Why your dopamine, cortisol, or brain isn't causing your suffering or what you do in your daily life.

https://healthselfdefense.substack.com/p/why-your-dopamine-cortisol-or-brain

To claim that all our behavior depends on our brain, neurotransmitters, or any other brain variable is an error known in psychology as “biological reductionism” or “brain-centrism.”

When we say that the brain is the cause of everything we do, we commit a conceptual error that undermines a century of scientific research in psychology, given the limited importance and rigor our science holds in today’s society.

Eliminating the brain as a direct cause of our suffering does not diminish the importance of neuropsychology as a well-established science. Most serious neuroscientists do not reduce the causes of behavior to physicochemical brain processes.

Even though the brain does not directly cause behavior, it is a mistake to deny the influence it does, in fact, exert on behavior.

The problem lies in generating simplistic brain-based explanations for complex problems, exceeding the limits of neuroscience, and underestimating its explanatory power. The argument that dopamine is the cause of our happiness is supported by the social benefits of associating your opinions with medicine, evading responsibility, justifying the “chronicity of mental disorders,” and taking advantage of a system that makes the individual responsible for their own suffering.

What happens in the brain is not the direct cause, but rather the “effect” of both our behavior and the current political, economic, cultural, and social system that governs the world we live in.

Human activities are no more dependent on the brain than the brain itself is on the contexts with which people interact. The brain is more a consequence of our evolution as a species than the cause of that evolution.

Eliminating brain-centric reductionism restores the individual to their rightful central role. The functions assigned to the brain are, in reality, activities inherent to the individual, occurring within a specific society and culture.

We do not behave as independent parts of our organism, such as the brain or the nervous system. Behavior can only be understood as that of the entire organism. The organism behaves as a whole, not as isolated parts.

If the brain is damaged, a person’s activity may be interrupted or limited.

However, this doesn’t mean that the activity was generated, caused, or produced by the brain, and is therefore limited to its cells and neural circuits. Things are always happening in the brain, no matter what we do. It’s a mistake to diagnose biological problems, such as “depression,” by asking questions about our behavior.

The accumulation of studies on the brain-related causes of our behavior is not evidence of sound research or progress, but rather that there is still no definitive study to justify such investigation. Neuroscience is not ready for “grand unitary theories” that allow us to reduce the cause of everything we do to a single part of our brain. People’s suffering cannot be reduced to neurochemical imbalances and faulty circuits. The origin of any behavioral problem does not lie in a medical condition.
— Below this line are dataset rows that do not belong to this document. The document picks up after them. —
//! # Environments
//!
//! An environment is a frame of parallel symbol/value arrays plus a link to
//! its parent. Lookups walk the chain outward; `put` always writes to the
//! innermost frame, shadowing any outer binding.
//!
//! Frames are shared (`Rc<RefCell<..>>`) because closures capture them.
//! Parent links are strong: an inner closure returned out of its defining
//! call must keep every enclosing frame alive. A closure stored in the frame
//! it captures forms a cycle; [`Environment::clear`] breaks it.

use std::cell::RefCell;
use std::fmt;
use std::rc::Rc;

use super::symbol::Symbol;
use crate::value::Value;

/// Slots added to a frame each time it fills up.
pub const FRAME_GROWTH: usize = 10;

struct Frame {
    parent: Option<Environment>,
    symbols: Vec<Symbol>,
    values: Vec<Value>,
}

#[derive(Clone)]
pub struct Environment(Rc<RefCell<Frame>>);

impl Environment {
    /// A root environment with no parent.
    pub fn new() -> Self {
        Self::with_parent(None)
    }

    /// A child frame whose lookups fall back to `parent`.
    pub fn extend(parent: &Environment) -> Self {
        Self::with_parent(Some(parent.clone()))
    }

    fn with_parent(parent: Option<Environment>) -> Self {
        Environment(Rc::new(RefCell::new(Frame {
            parent,
            symbols: Vec::with_capacity(FRAME_GROWTH),
            values: Vec::with_capacity(FRAME_GROWTH),
        })))
    }

    pub fn parent(&self) -> Option<Environment> {
        self.0.borrow().parent.clone()
    }

    /// Finds the nearest binding of `symbol`.
    pub fn get(&self, symbol: Symbol) -> Option<Value> {
        let mut current = self.clone();
        loop {
            let next = {
                let frame = current.0.borrow();
                if let Some(index) = frame.position(symbol) {
                    return Some(frame.values[index].clone());
                }
                frame.parent.clone()
            };
            current = next?;
        }
    }

    /// Binds or rebinds `symbol` in this frame only.
    pub fn put(&self, symbol: Symbol, value: Value) {
        let mut frame = self.0.borrow_mut();
        if let Some(index) = frame.position(symbol) {
            frame.values[index] = value;
            return;
        }
        if frame.symbols.len() == frame.symbols.capacity() {
            frame.symbols.reserve_exact(FRAME_GROWTH);
            frame.values.reserve_exact(FRAME_GROWTH);
        }
        frame.symbols.push(symbol);
        frame.values.push(value);
    }

    /// Replaces the nearest existing binding. Returns `false` when `symbol`
    /// is unbound everywhere in the chain.
    pub fn assign(&self, symbol: Symbol, value: Value) -> bool {
        let mut current = self.clone();
        loop {
            let next = {
                let mut frame = current.0.borrow_mut();
                if let Some(index) = frame.position(symbol) {
                    frame.values[index] = value;
                    return true;
                }
                frame.parent.clone()
            };
            match next {
                Some(parent) => current = parent,
                None => return false,
            }
        }
    }

    /// Finds a symbol bound to exactly this value (by identity), searching
    /// this frame and then its ancestors.
    pub fn reverse_lookup(&self, value: &Value) -> Option<Symbol> {
        let mut current = self.clone();
        loop {
            let next = {
                let frame = current.0.borrow();
                let found = frame
                    .values
                    .iter()
                    .position(|bound| bound.is_identical(value));
                if let Some(index) = found {
                    return Some(frame.symbols[index]);
                }
                frame.parent.clone()
            };
            current = next?;
        }
    }

    /// Number of bindings in this frame.
    pub fn len(&self) -> usize {
        self.0.borrow().symbols.len()
    }

    pub fn is_empty(&self) -> bool {
        self.len() == 0
    }

    /// Slots currently allocated in this frame.
    pub fn capacity(&self) -> usize {
        self.0.borrow().symbols.capacity()
    }

    /// Drops every binding in this frame and detaches it from its parent.
    pub fn clear(&self) {
        let (values, parent) = {
            let mut frame = self.0.borrow_mut();
            frame.symbols.clear();
            (std::mem::take(&mut frame.values), frame.parent.take())
        };
        drop(values);
        drop(parent);
    }

    pub fn ptr_eq(&self, other: &Environment) -> bool {
        Rc::ptr_eq(&self.0, &other.0)
    }
}

impl Frame {
    fn position(&self, symbol: Symbol) -> Option<usize> {
        self.symbols.iter().position(|bound| *bound == symbol)
    }
}

impl Default for Environment {
    fn default() -> Self {
        Self::new()
    }
}

impl fmt::Debug for Environment {
    fn fmt(&self, f: &mut fmt::Formatter<'_>) -> fmt::Result {
        let frame = self.0.borrow();
        f.debug_struct("Environment")
            .field("bindings", &frame.symbols.len())
            .field("has_parent", &frame.parent.is_some())
            .finish()
    }
}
The greatest condemnation in the history of mental health will always be the medicalization of behavior. Everything we do has consequences in the brain, since the fact that differences exist between human brains does not mean that we have found a definitive and scientific explanation for behavioral differences between people. All efforts dedicated to validating the “serotonin, dopamine, or norepinephrine hypothesis” as the cause of our problems have failed. The “one psychotropic drug for one disease” hypothesis is a perfect marketing concept for pharmaceutical companies. Psychotropic drugs are an alternative and additional treatment used in very specific circumstances, not a complete and definitive treatment. It should be used in every case, massively and irresponsibly.

When we ingest a psychotropic drug, the “improvement” we observe is merely the temporary effect of the drug, not a change in the real psychological root of the problem.

Psychotropic drugs don’t solve your problems; they only put them on pause.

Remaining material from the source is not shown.